A study by the Hebrew University that examined the struggle between predator and prey bacteria Shedding light on the development of a possible alternative to antibiotics in the future
The body's immune system destroys or neutralizes the harmful effect of most disease-causing bacteria in the body. Those that manage to escape the immune system may be eliminated by antibiotics. But one of the most difficult problems in modern medicine is the increasing development of bacteria resistant to an expanding range of antibiotics.
Get to know Bdellovibrio bacteriovorus - a predatory bacterium that effectively destroys Gram-negative bacteria such as E. coli, which are found in the digestive system. The predatory bacterium, less than a micrometer long, penetrates its prey, eats it from the inside while splitting into four or six offspring, explodes its prey and continues on its hunting trip. The speed of this bacterium is ten times greater than the E. coli, approximately 160 micrometers per second, a figure that places it in first place in the "world championship" in swimming.
"Understanding the defense and attack mechanisms of bacteria is critical for the future development of an alternative to antibiotics," explains Dr.
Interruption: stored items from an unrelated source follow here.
//! Early-update training and batched evaluation.
//!
//! One sample is trained in two passes: a constrained decode collects the
//! reference paths for the target text, then an unconstrained decode is
//! re-run while tracking every reference against the beam. The pass stops
//! at the first step where no reference survives (re-inserting one fallen
//! reference so a gradient still exists), and a softmax over the last beam
//! yields max-entropy-style deltas for the model update.

use std::io::{self, BufRead};
use std::thread;

use tracing::{debug, info};

use crate::dict::Word;

use super::features::PathFeatures;
use super::lattice::{Lattice, Node};
use super::metrics::{EvalReport, TrainReport};
use super::Decoder;

/// Marks a reference whose ancestor fell out of the beam.
const OUT_OF_BEAM: usize = usize::MAX;

/// Result of one training sample whose gradient was applied.
#[derive(Debug, Clone, Copy)]
pub struct TrainOutcome {
    /// Step at which reference tracking stopped; `code.len() + 2` means the
    /// search agreed with a reference all the way to the end.
    pub pos: usize,
    /// Rank of the best surviving reference within the last beam.
    pub label: usize,
    /// Softmax probability assigned to the labeled reference.
    pub prob: f64,
    /// Whether tracking stopped before the end-of-sentence step.
    pub early: bool,
}

/// Gradient of one sample, computed without touching the model.
struct SampleUpdate<'d> {
    lattice: Lattice<'d>,
    deltas: Vec<f64>,
    label: usize,
    prob: f64,
    pos: usize,
}

fn same_word(a: Option<&Word>, b: Option<&Word>) -> bool {
    match (a, b) {
        (None, None) => true,
        (Some(a), Some(b)) => std::ptr::eq(a, b),
        _ => false,
    }
}

impl<'d> Decoder<'d> {
    /// Train on one `(code, text)` sample and apply the model update.
    ///
    /// `None` when the text cannot be decoded from the code even at doubled
    /// beam width; the model is left untouched in that case.
    pub fn update(&mut self, code: &str, text: &str) -> Option<TrainOutcome> {
        let update = self.early_update(code, text)?;
        Some(self.apply_update(code, update))
    }

    /// Train on a batch: gradients are computed per sample in parallel
    /// (each sample owns its lattice and deltas; model and dictionary are
    /// read-shared), then applied serially in input order.
    pub fn update_batch(
        &mut self,
        samples: &[(String, String)],
        threads: usize,
    ) -> Vec<Option<TrainOutcome>> {
        let updates = self.batch_gradients(samples, threads);
        updates
            .into_iter()
            .zip(samples)
            .map(|(update, (code, _))| update.map(|u| self.apply_update(code, u)))
            .collect()
    }

    fn batch_gradients(
        &self,
        samples: &[(String, String)],
        threads: usize,
    ) -> Vec<Option<SampleUpdate<'d>>> {
        let threads = threads.clamp(1, samples.len().max(1));
        if threads == 1 {
            return samples
                .iter()
                .map(|(code, text)| self.early_update(code, text))
                .collect();
        }

        let chunk_len = samples.len().div_ceil(threads);
        thread::scope(|scope| {
            let handles: Vec<_> = samples
                .chunks(chunk_len)
                .map(|chunk| {
                    scope.spawn(move || {
                        chunk
                            .iter()
                            .map(|(code, text)| self.early_update(code, text))
                            .collect::<Vec<_>>()
                    })
                })
                .collect();
            handles
                .into_iter()
                .flat_map(|handle| handle.join().expect("gradient worker panicked"))
                .collect()
        })
    }

    fn apply_update(&mut self, code: &str, update: SampleUpdate<'d>) -> TrainOutcome {
        let SampleUpdate {
            lattice,
            deltas,
            label,
            prob,
            pos,
        } = update;

        let start = lattice.back_start();
        debug_assert_eq!(lattice.back().len(), deltas.len());
        for (offset, &delta) in deltas.iter().enumerate() {
            self.model_mut()
                .update(PathFeatures::new(&lattice, start + offset), delta);
        }

        TrainOutcome {
            pos,
            label,
            prob,
            early: pos < code.len() + 2,
        }
    }

    /// Compute one sample's gradient: reference pass, tracking pass, then
    /// softmax deltas over the last beam.
    fn early_update(&self, code: &str, text: &str) -> Option<SampleUpdate<'d>> {
        // Reference pass; a dry beam gets one retry at doubled width.
        let refs = match self.decode(code, text) {
            Some(lattice) => lattice,
            None => {
                let mut lattice = Lattice::new();
                if !self.decode_into(code, text, self.beam_size() * 2, &mut lattice) {
                    debug!(code, text, "no reference path, sample dropped");
                    return None;
                }
                lattice
            }
        };
        let paths: Vec<Vec<&Node<'d>>> = refs
            .paths(refs.back().len())
            .iter()
            .map(|path| {
                let mut nodes: Vec<&Node<'d>> = path.iter().collect();
                nodes.reverse();
                nodes
            })
            .collect();
        debug_assert!(paths.iter().all(|p| p.len() == code.len() + 2));

        // Tracking pass: unconstrained decode, matching references per step.
        let mut lattice = Lattice::new();
        lattice.init(code.len(), self.beam_size());
        self.begin_decode(&mut lattice);

        let mut indeces = vec![0usize; paths.len()];
        let mut pos = 1;
        let mut tracked = true;
        while tracked && pos <= code.len() {
            self.advance(code, "", pos, &mut lattice);
            tracked = self.match_references(&mut lattice, &paths, pos, &mut indeces);
            pos += 1;
        }
        if tracked {
            self.end_decode(code, "", &mut lattice);
            tracked = self.match_references(&mut lattice, &paths, pos, &mut indeces);
            if tracked {
                pos += 1;
            } else {
                debug!(code, pos, "early update");
            }
        } else {
            debug!(code, pos, "early update");
        }

        // The best-ranked reference still inside the last beam is the target.
        let back_len = lattice.back().len();
        let label = indeces
            .iter()
            .copied()
            .filter(|&index| index < back_len)
            .min()
            .expect("a reference survives every matching step");

        let beam = lattice.back();
        let sum: f64 = beam.iter().map(|node| node.score.exp()).sum();
        let mut prob = 0.0;
        let deltas: Vec<f64> = beam
            .iter()
            .enumerate()
            .map(|(index, node)| {
                let p = node.score.exp() / sum;
                if index == label {
                    prob = p;
                    1.0 - p
                } else {
                    -p
                }
            })
            .collect();

        Some(SampleUpdate {
            lattice,
            deltas,
            label,
            prob,
            pos,
        })
    }

    /// Advance every reference one step through the freshly closed beam.
    ///
    /// A reference advances when some beam node continues it exactly: same
    /// predecessor (by id) and same emitted word (by identity). When none
    /// advances, the first reference whose ancestor is still in the beam is
    /// copied in behind that ancestor so the gradient can see it, and
    /// tracking reports failure.
    fn match_references(
        &self,
        lattice: &mut Lattice<'d>,
        paths: &[Vec<&Node<'d>>],
        pos: usize,
        indeces: &mut Vec<usize>,
    ) -> bool {
        debug_assert!(!paths.is_empty());
        debug_assert_eq!(indeces.len(), paths.len());

        let prev_indeces = std::mem::replace(indeces, vec![OUT_OF_BEAM; paths.len()]);
        let prev_len = lattice.step_len(pos - 1);
        let mut found = false;

        for (i, path) in paths.iter().enumerate() {
            if prev_indeces[i] >= prev_len {
                continue;
            }
            let want_prev = lattice.id_at(pos - 1, prev_indeces[i]);
            for j in 0..lattice.step_len(pos) {
                let node = lattice.node(lattice.id_at(pos, j));
                if node.prev == Some(want_prev) && same_word(node.word, path[pos].word) {
                    indeces[i] = j;
                    found = true;
                    break;
                }
            }
        }

        if !found {
            let i = prev_indeces
                .iter()
                .position(|&index| index < prev_len)
                .expect("a reference ancestor remains in the beam");
            let prev = lattice.id_at(pos - 1, prev_indeces[i]);
            lattice.force_emplace(paths[i][pos], prev);
            indeces[i] = lattice.step_len(pos) - 1;
        }

        found
    }

    /// Train over a `code<TAB>text` stream, one epoch, returning whole-epoch
    /// metrics. Blank lines and lines missing either field are skipped.
    pub fn train<R: BufRead>(
        &mut self,
        reader: R,
        batch_size: usize,
        threads: usize,
    ) -> io::Result<TrainReport> {
        let batch_size = batch_size.max(1);
        let mut tally = TrainTally::default();
        let mut batches = 0usize;
        let mut batch: Vec<(String, String)> = Vec::with_capacity(batch_size);

        for line in reader.lines() {
            let line = line?;
            let mut fields = line.split_whitespace();
            let (Some(code), Some(text)) = (fields.next(), fields.next()) else {
                continue;
            };
            batch.push((code.to_string(), text.to_string()));
            if batch.len() >= batch_size {
                tally.absorb(&batch, self.update_batch(&batch, threads));
                batch.clear();
                batches += 1;
                if batches % 100 == 0 {
                    info!(
                        batches,
                        count = tally.count,
                        success_rate = tally.success_rate(),
                        precision = tally.precision(),
                        loss = tally.loss(),
                        "training progress"
                    );
                }
            }
        }
        if !batch.is_empty() {
            tally.absorb(&batch, self.update_batch(&batch, threads));
        }

        let report = tally.report();
        info!(?report, "training epoch finished");
        Ok(report)
    }

    /// Evaluate over a `code<TAB>text` stream, fanning predictions out per
    /// batch and accumulating serially.
    pub fn evaluate<R: BufRead>(
        &self,
        reader: R,
        batch_size: usize,
        threads: usize,
    ) -> io::Result<EvalReport> {
        let batch_size = batch_size.max(1);
        let mut count = 0usize;
        let mut decoded = 0usize;
        let mut in_beam = 0usize;
        let mut correct = 0usize;
        let mut loss = 0.0;
        let mut batch: Vec<(String, String)> = Vec::with_capacity(batch_size);

        let mut flush = |batch: &mut Vec<(String, String)>| {
            count += batch.len();
            for result in self.predict_batch(batch, threads) {
                let Some((rank, prob)) = result else { continue };
                decoded += 1;
                loss -= prob.ln();
                if rank < self.beam_size() {
                    in_beam += 1;
                    if rank == 0 {
                        correct += 1;
                    }
                }
            }
            batch.clear();
        };

        for line in reader.lines() {
            let line = line?;
            let mut fields = line.split_whitespace();
            let (Some(code), Some(text)) = (fields.next(), fields.next()) else {
                continue;
            };
            batch.push((code.to_string(), text.to_string()));
            if batch.len() >= batch_size {
                flush(&mut batch);
            }
        }
        if !batch.is_empty() {
            flush(&mut batch);
        }

        let report = EvalReport {
            count,
            success_rate: decoded as f64 / count as f64,
            precision: correct as f64 / decoded as f64,
            p_at_beam: in_beam as f64 / decoded as f64,
            loss: loss / decoded as f64,
            beam_size: self.beam_size(),
        };
        info!(?report, "evaluation finished");
        Ok(report)
    }

    fn predict_batch(
        &self,
        samples: &[(String, String)],
        threads: usize,
    ) -> Vec<Option<(usize, f64)>> {
        let threads = threads.clamp(1, samples.len().max(1));
        if threads == 1 {
            return samples
                .iter()
                .map(|(code, text)| self.predict_target(code, text))
                .collect();
        }

        let chunk_len = samples.len().div_ceil(threads);
        thread::scope(|scope| {
            let handles: Vec<_> = samples
                .chunks(chunk_len)
                .map(|chunk| {
                    scope.spawn(move || {
                        chunk
                            .iter()
                            .map(|(code, text)| self.predict_target(code, text))
                            .collect::<Vec<_>>()
                    })
                })
                .collect();
            handles
                .into_iter()
                .flat_map(|handle| handle.join().expect("prediction worker panicked"))
                .collect()
        })
    }
}

/// Whole-epoch training counters.
#[derive(Default)]
struct TrainTally {
    count: usize,
    decoded: usize,
    correct: usize,
    early: usize,
    loss: f64,
}

impl TrainTally {
    fn absorb(&mut self, batch: &[(String, String)], outcomes: Vec<Option<TrainOutcome>>) {
        self.count += batch.len();
        for outcome in outcomes.into_iter().flatten() {
            self.decoded += 1;
            if outcome.early {
                self.early += 1;
            }
            if outcome.label == 0 {
                self.correct += 1;
            }
            self.loss -= outcome.prob.ln();
        }
    }

    fn success_rate(&self) -> f64 {
        self.decoded as f64 / self.count as f64
    }

    fn precision(&self) -> f64 {
        self.correct as f64 / self.decoded as f64
    }

    fn loss(&self) -> f64 {
        self.loss / self.decoded as f64
    }

    fn report(&self) -> TrainReport {
        TrainReport {
            count: self.count,
            success_rate: self.success_rate(),
            precision: self.precision(),
            loss: self.loss(),
            early_update_rate: self.early as f64 / self.decoded as f64,
        }
    }
}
Daniel Koster from the Department of Ecology, Evolution and Behavior at the Alexander Silverman Institute of Life Sciences at the Hebrew University.
Dr. Koster led the research in which scientists from the Hebrew University of Jerusalem and the Cavelli Institute at TU Delft in the Netherlands participated. "The Bdellovibrio bacteriovorus kills
bacteria by a mechanism of action completely different from that of classical antibiotics. As such, it may be a possible alternative to antibiotics, to which bacteria are increasingly developing resistance," he says. In order to understand how the E. coli survives in the face of such an effective predator, the researchers created two living environments for the bacteria, using a special technique of microfabrication - production in tiny dimensions of micrometers.
One - consists of 85 microscopic structures connected to each other through a narrow channel that allows the passage of bacteria. This structure simulates the composition of the soil. The second - is an open environment of a similar size, without division into cells and without the connecting canal.
The team of researchers, made up of experts in various fields - from microbiology to nanotechnology, from ecology to biophysics - published the results of their research in an article in the journal Proceedings of the Royal Society in which it was revealed that in the open field the ultrasonic did not survive, and most of the bacterial population was eliminated within a few hours. On the other hand and surprisingly, in an environment with many small cells, the E. coli maintained a healthy population and therefore survived.
Dr. Koster explained how E. coli survived in the divided environment: "We believe that groups of E. coli hide in different corners of the divided environment, and their grouping creates a layer of biological membrane (biofilm) that probably protects them from the predatory bacteria. The findings of our research provide important information that in natural environments, such as the one in the intestines, the bacterium also lives in fragmented spaces."
It is still not clear exactly how E. coli defends itself against the predatory bacteria, but the research contributes to a better understanding of the behavior of the predatory bacteria, which in the future may be a possible alternative to antibiotics.
"In the future, predatory bacteria may, for example, be genetically modified so that they focus on a targeted attack on the harmful bacteria, without also harming the harmless bacteria. Such selectivity is better than the antibiotics in use today, and an antibacterial treatment that does not completely destroy all the bacterial populations in the intestines, is of course better for human health."